═════ The input

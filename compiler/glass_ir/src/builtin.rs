//! Native primitives and the builtin classes that expose them.
//!
//! Every builtin is reachable as a one-command method of one of the classes
//! `A` (arithmetic), `I` (input), `O` (output), `S` (strings) and
//! `V` (variable helpers). A program instantiates the class like any other
//! (`(_a)A!`) and calls the method through `.` and `?`.

use crate::{Command, GlassClass, GlassFunction, Instruction, Name, SourceLoc};

/// File name reported for locations inside builtin classes.
pub const BUILTIN_FILE: &str = "<builtin>";

/// Builtin dispatch id.
#[derive(Clone, Copy, Debug, PartialEq, Eq, Hash)]
pub enum Builtin {
    InputArgument,
    InputArgCount,
    InputChar,
    InputCharFromFile,
    InputEof,
    InputEofFile,
    InputOpenFile,
    InputCloseFile,
    InputFileIsOpen,
    InputLine,
    InputLineFromFile,
    MathAdd,
    MathDivide,
    MathEqual,
    MathFloor,
    MathGreaterOrEqual,
    MathGreaterThan,
    MathLessOrEqual,
    MathLessThan,
    MathMultiply,
    MathModulo,
    MathNotEqual,
    MathSubtract,
    OutputOpenFile,
    OutputCloseFile,
    OutputFileIsOpen,
    OutputStr,
    OutputStrFile,
    OutputNum,
    OutputNumFile,
    StrAppend,
    StrEqual,
    StrSplit,
    StrIndex,
    StrLength,
    StrNumToStr,
    StrReplace,
    StrStrToNum,
    VarDelete,
    VarNew,
}

/// Static description of a builtin: where it lives and its stack effect.
#[derive(Clone, Copy, Debug, PartialEq, Eq)]
pub struct BuiltinInfo {
    /// Builtin class exposing it.
    pub class: &'static str,
    /// Method name inside that class.
    pub method: &'static str,
    /// Operands popped.
    pub arity: usize,
    /// Values pushed on success.
    pub results: usize,
    /// Stack effect, top of stack rightmost.
    pub summary: &'static str,
}

impl BuiltinInfo {
    /// `Class.method` as written in a program.
    pub fn qualified_name(&self) -> String {
        format!("{}.{}", self.class, self.method)
    }
}

const fn info(
    class: &'static str,
    method: &'static str,
    arity: usize,
    results: usize,
    summary: &'static str,
) -> BuiltinInfo {
    BuiltinInfo {
        class,
        method,
        arity,
        results,
        summary,
    }
}

impl Builtin {
    /// Every builtin, grouped by class.
    pub const ALL: [Builtin; 40] = [
        Builtin::MathAdd,
        Builtin::MathDivide,
        Builtin::MathEqual,
        Builtin::MathFloor,
        Builtin::MathGreaterOrEqual,
        Builtin::MathGreaterThan,
        Builtin::MathLessOrEqual,
        Builtin::MathLessThan,
        Builtin::MathMultiply,
        Builtin::MathModulo,
        Builtin::MathNotEqual,
        Builtin::MathSubtract,
        Builtin::InputArgument,
        Builtin::InputArgCount,
        Builtin::InputChar,
        Builtin::InputCharFromFile,
        Builtin::InputEof,
        Builtin::InputEofFile,
        Builtin::InputOpenFile,
        Builtin::InputCloseFile,
        Builtin::InputFileIsOpen,
        Builtin::InputLine,
        Builtin::InputLineFromFile,
        Builtin::OutputOpenFile,
        Builtin::OutputCloseFile,
        Builtin::OutputFileIsOpen,
        Builtin::OutputStr,
        Builtin::OutputStrFile,
        Builtin::OutputNum,
        Builtin::OutputNumFile,
        Builtin::StrAppend,
        Builtin::StrEqual,
        Builtin::StrSplit,
        Builtin::StrIndex,
        Builtin::StrLength,
        Builtin::StrNumToStr,
        Builtin::StrReplace,
        Builtin::StrStrToNum,
        Builtin::VarDelete,
        Builtin::VarNew,
    ];

    /// Names of the builtin classes, in table order.
    pub const CLASSES: [&'static str; 5] = ["A", "I", "O", "S", "V"];

    /// Class, method name and stack effect of this builtin.
    pub const fn info(self) -> BuiltinInfo {
        match self {
            Builtin::MathAdd => info("A", "a", 2, 1, "x y -> x+y"),
            Builtin::MathDivide => info("A", "d", 2, 1, "x y -> x/y"),
            Builtin::MathEqual => info("A", "e", 2, 1, "x y -> x==y"),
            Builtin::MathFloor => info("A", "f", 1, 1, "x -> floor(x)"),
            Builtin::MathGreaterOrEqual => info("A", "ge", 2, 1, "x y -> x>=y"),
            Builtin::MathGreaterThan => info("A", "gt", 2, 1, "x y -> x>y"),
            Builtin::MathLessOrEqual => info("A", "le", 2, 1, "x y -> x<=y"),
            Builtin::MathLessThan => info("A", "lt", 2, 1, "x y -> x<y"),
            Builtin::MathMultiply => info("A", "m", 2, 1, "x y -> x*y"),
            Builtin::MathModulo => info("A", "mod", 2, 1, "x y -> x mod y"),
            Builtin::MathNotEqual => info("A", "ne", 2, 1, "x y -> x!=y"),
            Builtin::MathSubtract => info("A", "s", 2, 1, "x y -> x-y"),
            Builtin::InputArgument => info("I", "a", 0, 1, "-> next program argument"),
            Builtin::InputArgCount => info("I", "ac", 0, 1, "-> argument count"),
            Builtin::InputChar => info("I", "c", 0, 1, "-> char from stdin"),
            Builtin::InputCharFromFile => info("I", "cf", 1, 1, "file -> char"),
            Builtin::InputEof => info("I", "e", 0, 1, "-> stdin at eof"),
            Builtin::InputEofFile => info("I", "ef", 1, 1, "file -> file at eof"),
            Builtin::InputOpenFile => info("I", "f", 1, 1, "path -> input file"),
            Builtin::InputCloseFile => info("I", "fc", 1, 0, "file ->"),
            Builtin::InputFileIsOpen => info("I", "fo", 1, 1, "file -> is open"),
            Builtin::InputLine => info("I", "l", 0, 1, "-> line from stdin"),
            Builtin::InputLineFromFile => info("I", "lf", 1, 1, "file -> line"),
            Builtin::OutputOpenFile => info("O", "f", 1, 1, "path -> output file"),
            Builtin::OutputCloseFile => info("O", "fc", 1, 0, "file ->"),
            Builtin::OutputFileIsOpen => info("O", "fo", 1, 1, "file -> is open"),
            Builtin::OutputStr => info("O", "o", 1, 0, "s ->"),
            Builtin::OutputStrFile => info("O", "of", 2, 0, "s file ->"),
            Builtin::OutputNum => info("O", "on", 1, 0, "n ->"),
            Builtin::OutputNumFile => info("O", "onf", 2, 0, "n file ->"),
            Builtin::StrAppend => info("S", "a", 2, 1, "a b -> ab"),
            Builtin::StrEqual => info("S", "e", 2, 1, "a b -> a==b"),
            Builtin::StrSplit => info("S", "d", 2, 2, "s n -> s[..n] s[n..]"),
            Builtin::StrIndex => info("S", "i", 2, 1, "s n -> s[n]"),
            Builtin::StrLength => info("S", "l", 1, 1, "s -> len(s)"),
            Builtin::StrNumToStr => info("S", "ns", 1, 1, "n -> char with code n"),
            Builtin::StrReplace => info("S", "si", 3, 1, "s n c -> s with s[n]=c"),
            Builtin::StrStrToNum => info("S", "sn", 1, 1, "s -> code of s[0]"),
            Builtin::VarDelete => info("V", "d", 1, 0, "name ->"),
            Builtin::VarNew => info("V", "n", 0, 1, "-> fresh local name"),
        }
    }
}

/// The builtin classes, one single-command method per builtin.
pub fn builtin_classes() -> Vec<GlassClass> {
    let file = Name::new(BUILTIN_FILE);
    let loc = SourceLoc::new(file, 0, 0);

    Builtin::CLASSES
        .iter()
        .map(|&class_name| {
            let methods = Builtin::ALL
                .iter()
                .filter(|b| b.info().class == class_name)
                .map(|&b| {
                    GlassFunction::new(
                        Name::new(b.info().method),
                        vec![Instruction::new(Command::Builtin(b), loc.clone())],
                        loc.clone(),
                    )
                });
            GlassClass::new(Name::new(class_name), methods, loc.clone())
        })
        .collect()
}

══════════

[Task instructions] From the listing above, pick out each line where the word "code" appears.

[Answer for the task]
            Builtin::StrNumToStr => info("S", "ns", 1, 1, "n -> char with code n"),
            Builtin::StrStrToNum => info("S", "sn", 1, 1, "s -> code of s[0]"),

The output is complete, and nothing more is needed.